An actual surrender was ruled to be a meaningless gesture because, in conjunction with the distribution, the terms of the options were duly adjusted to eliminate the “dilutive effect” caused by distributing assets in a partial liquidation without an actual redemption of shares. (Presumably the strike price of the options was lowered and the number of shares to which the options pertained was increased.)
No (actual) Surrender
In short, economically, the option holder was placed in the same position he or she would have occupied had there been an actual retirement of a portion of the shareholder’s shares. As a result, it can now be concluded that when the holder of “rights” (affecting the stock) is “made whole,” the IRS—to its great credit—is now willing to rule that the redemption requirement, ingrained in Sec. 302(b)(4), can be met through a deemed (as opposed to an actual) surrender of stock.

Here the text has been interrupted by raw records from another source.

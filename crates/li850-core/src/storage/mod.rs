//! Persistent measurement logs
//!
//! Each measurement session writes one CSV file on the mounted storage
//! medium. Lines are appended with an independent open/write/close per
//! sample, so a power loss costs at most the line being written.

mod logger;

pub use logger::*;

use core::fmt::Debug;

/// Storage medium that can append text lines to files.
///
/// Mounting is done once at boot, before the control loop starts.
pub trait LineStorage {
    type Error: Debug;

    /// Open `path` for appending (creating it if missing), write `line` and
    /// close the file again.
    fn append_line(&mut self, path: &str, line: &str) -> Result<(), Self::Error>;

    /// Make sure `path` exists without adding content.
    fn create(&mut self, path: &str) -> Result<(), Self::Error> {
        self.append_line(path, "")
    }
}

impl<S: LineStorage + ?Sized> LineStorage for &mut S {
    type Error = S::Error;

    fn append_line(&mut self, path: &str, line: &str) -> Result<(), Self::Error> {
        (**self).append_line(path, line)
    }

    fn create(&mut self, path: &str) -> Result<(), Self::Error> {
        (**self).create(path)
    }
}
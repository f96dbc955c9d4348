//! Device configuration
//!
//! The defaults reproduce the analyzer's factory wiring: the Li-850 analog
//! outputs span 0–2.5 V for 0–5000 ppm CO2 and 0–60 mmol/mol H2O, sampled on
//! ADC channels 0 and 1, logged every 10 s to the card mounted at `/sd`.
//! A configuration can be persisted as a postcard blob.

extern crate alloc;
use alloc::vec::Vec;

use core::time::Duration;

use heapless::String;
use serde::{Deserialize, Serialize};
use thiserror_no_std::Error;

/// Maximum length of the storage mount point, e.g. `/sd`.
pub const MOUNT_POINT_CAPACITY: usize = 16;

pub const DEFAULT_SAMPLING_PERIOD_SECS: u32 = 10;
/// Full-scale voltage of the analyzer's analog outputs.
pub const DEFAULT_MAX_VOLTAGE: f32 = 2.5;
pub const DEFAULT_CO2_FULL_SCALE_PPM: f32 = 5000.0;
pub const DEFAULT_H2O_FULL_SCALE_MMOL: f32 = 60.0;
/// Reported for both channels when a reading fails.
pub const DEFAULT_FAULT_SENTINEL: f32 = 9999.0;
pub const DEFAULT_CO2_CHANNEL: u8 = 0;
pub const DEFAULT_H2O_CHANNEL: u8 = 1;
pub const DEFAULT_MOUNT_POINT: &str = "/sd";

#[derive(Error, Debug, PartialEq)]
pub enum ConfigError {
    #[error("Sampling period must be at least one second")]
    ZeroSamplingPeriod,
    #[error("Max voltage must be a positive finite number")]
    InvalidMaxVoltage,
    #[error("Full-scale range of the {0} channel must be a positive finite number")]
    InvalidFullScale(&'static str),
    #[error("CO2 and H2O must be read from different channels (both are {0})")]
    SharedChannel(u8),
    #[error("Mount point must be an absolute path without trailing slash")]
    InvalidMountPoint,
    #[error("Failed to encode configuration: {0}")]
    Encode(postcard::Error),
    #[error("Failed to decode configuration: {0}")]
    Decode(postcard::Error),
}

#[derive(Serialize, Deserialize, Debug, Clone, PartialEq)]
pub struct DeviceConfig {
    /// Seconds between two logged samples while measuring.
    pub sampling_period_secs: u32,
    pub max_voltage: f32,
    pub co2_full_scale: f32,
    pub h2o_full_scale: f32,
    pub fault_sentinel: f32,
    pub co2_channel: u8,
    pub h2o_channel: u8,
    pub mount_point: String<MOUNT_POINT_CAPACITY>,
    /// Display refresh pacing for the menu screens and the measuring screens.
    pub frame_interval_ms: u32,
    /// Display refresh pacing for the instant-reading screen, which samples
    /// on every frame.
    pub instant_frame_interval_ms: u32,
    /// How long the diagnostic screen stays up before the reset to startup.
    pub fault_reset_delay_ms: u32,
}

impl Default for DeviceConfig {
    fn default() -> Self {
        let mut mount_point = String::new();
        // DEFAULT_MOUNT_POINT is shorter than MOUNT_POINT_CAPACITY
        let _ = mount_point.push_str(DEFAULT_MOUNT_POINT);

        Self {
            sampling_period_secs: DEFAULT_SAMPLING_PERIOD_SECS,
            max_voltage: DEFAULT_MAX_VOLTAGE,
            co2_full_scale: DEFAULT_CO2_FULL_SCALE_PPM,
            h2o_full_scale: DEFAULT_H2O_FULL_SCALE_MMOL,
            fault_sentinel: DEFAULT_FAULT_SENTINEL,
            co2_channel: DEFAULT_CO2_CHANNEL,
            h2o_channel: DEFAULT_H2O_CHANNEL,
            mount_point,
            frame_interval_ms: 100,
            instant_frame_interval_ms: 200,
            fault_reset_delay_ms: 2000,
        }
    }
}

impl DeviceConfig {
    /// Default configuration with a different sampling period.
    pub fn with_sampling_period(secs: u32) -> Self {
        Self {
            sampling_period_secs: secs,
            ..Self::default()
        }
    }

    pub fn sampling_period(&self) -> Duration {
        Duration::from_secs(self.sampling_period_secs as u64)
    }

    /// Check every field for values the control loop cannot work with.
    pub fn validate(&self) -> Result<(), ConfigError> {
        if self.sampling_period_secs == 0 {
            return Err(ConfigError::ZeroSamplingPeriod);
        }
        if !is_positive_finite(self.max_voltage) {
            return Err(ConfigError::InvalidMaxVoltage);
        }
        if !is_positive_finite(self.co2_full_scale) {
            return Err(ConfigError::InvalidFullScale("CO2"));
        }
        if !is_positive_finite(self.h2o_full_scale) {
            return Err(ConfigError::InvalidFullScale("H2O"));
        }
        if self.co2_channel == self.h2o_channel {
            return Err(ConfigError::SharedChannel(self.co2_channel));
        }

        let mount = self.mount_point.as_str();
        if mount.len() < 2 || !mount.starts_with('/') || mount.ends_with('/') {
            return Err(ConfigError::InvalidMountPoint);
        }

        Ok(())
    }

    /// Serialize to a postcard blob for persistence.
    pub fn to_bytes(&self) -> Result<Vec<u8>, ConfigError> {
        postcard::to_allocvec(self).map_err(ConfigError::Encode)
    }

    /// Deserialize and validate a postcard blob.
    pub fn from_bytes(bytes: &[u8]) -> Result<Self, ConfigError> {
        let config: Self = postcard::from_bytes(bytes).map_err(ConfigError::Decode)?;
        config.validate()?;
        Ok(config)
    }
}

fn is_positive_finite(value: f32) -> bool {
    value.is_finite() && value > 0.0
}

#[cfg(test)]
mod tests {
    use super::*;

    #[test]
    fn defaults_are_valid() {
        let config = DeviceConfig::default();
        assert_eq!(config.validate(), Ok(()));
        assert_eq!(config.sampling_period(), Duration::from_secs(10));
        assert_eq!(config.mount_point.as_str(), "/sd");
    }

    #[test]
    fn rejects_zero_period() {
        let config = DeviceConfig::with_sampling_period(0);
        assert_eq!(config.validate(), Err(ConfigError::ZeroSamplingPeriod));
    }

    #[test]
    fn rejects_bad_scaling() {
        let mut config = DeviceConfig::default();
        config.max_voltage = 0.0;
        assert_eq!(config.validate(), Err(ConfigError::InvalidMaxVoltage));

        let mut config = DeviceConfig::default();
        config.h2o_full_scale = f32::NAN;
        assert_eq!(config.validate(), Err(ConfigError::InvalidFullScale("H2O")));
    }

    #[test]
    fn rejects_shared_channel() {
        let mut config = DeviceConfig::default();
        config.h2o_channel = config.co2_channel;
        assert_eq!(config.validate(), Err(ConfigError::SharedChannel(0)));
    }

    #[test]
    fn rejects_relative_or_trailing_slash_mount() {
        for mount in ["sd", "/", "/sd/"] {
            let mut config = DeviceConfig::default();
            config.mount_point.clear();
            config.mount_point.push_str(mount).unwrap();
            assert_eq!(config.validate(), Err(ConfigError::InvalidMountPoint), "{mount}");
        }
    }

    #[test]
    fn persisted_blob_restores_configuration() {
        let mut config = DeviceConfig::with_sampling_period(2);
        config.fault_sentinel = -1.0;

        let bytes = config.to_bytes().unwrap();
        let restored = DeviceConfig::from_bytes(&bytes).unwrap();

        assert_eq!(restored, config);
    }

    #[test]
    fn invalid_blob_is_rejected() {
        let config = DeviceConfig::with_sampling_period(0);
        let bytes = config.to_bytes().unwrap();
        assert_eq!(
            DeviceConfig::from_bytes(&bytes),
            Err(ConfigError::ZeroSamplingPeriod)
        );

        assert!(matches!(
            DeviceConfig::from_bytes(&[0xFF]),
            Err(ConfigError::Decode(_))
        ));
    }
}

The number of shares considered redeemed, the IRS said, is determined in accordance with the principles set forth in Rev. Rul. 77-245. The number considered redeemed, for purposes of determining the shareholder’s gain or loss, is a number that bears the same ratio to a shareholder’s total holdings, as the amount distributed bears to the value of the corporation’s stock immediately before the distribution.
This is a major concession on the part of the IRS, and will greatly diminish the costs to a public corporation of effecting a distribution in partial liquidation. In cases where the public corporation has a complex capital structure, executives would have felt constrained to conduct a self-tender offer, with its attendant costs, to satisfy Sec. 302(b)(4)’s redemption requirement. This is now unnecessary.
Moreover, the concession eliminates the need to test the approach, advanced by Professors Ginsburg and Levin in their classic research on buyouts, for “finessing” the redemption requirement. The professors suggested that the redemption requirement could be satisfied, on a cost-efficient basis, through the declaration of a 100 stock dividend that was followed by the adoption of a plan of partial liquidation and a distribution of the net sales proceeds “in redemption” of the stock dividend previously declared. (The shares to which such dividend was attributable would never be issued). Also note that the proceeds must be derived from the genuine contraction, or the termination of a qualified business.
It’s likely that this strategy would have been effective. But it no longer has to be attempted now that the IRS has expanded the meaningless gesture rule.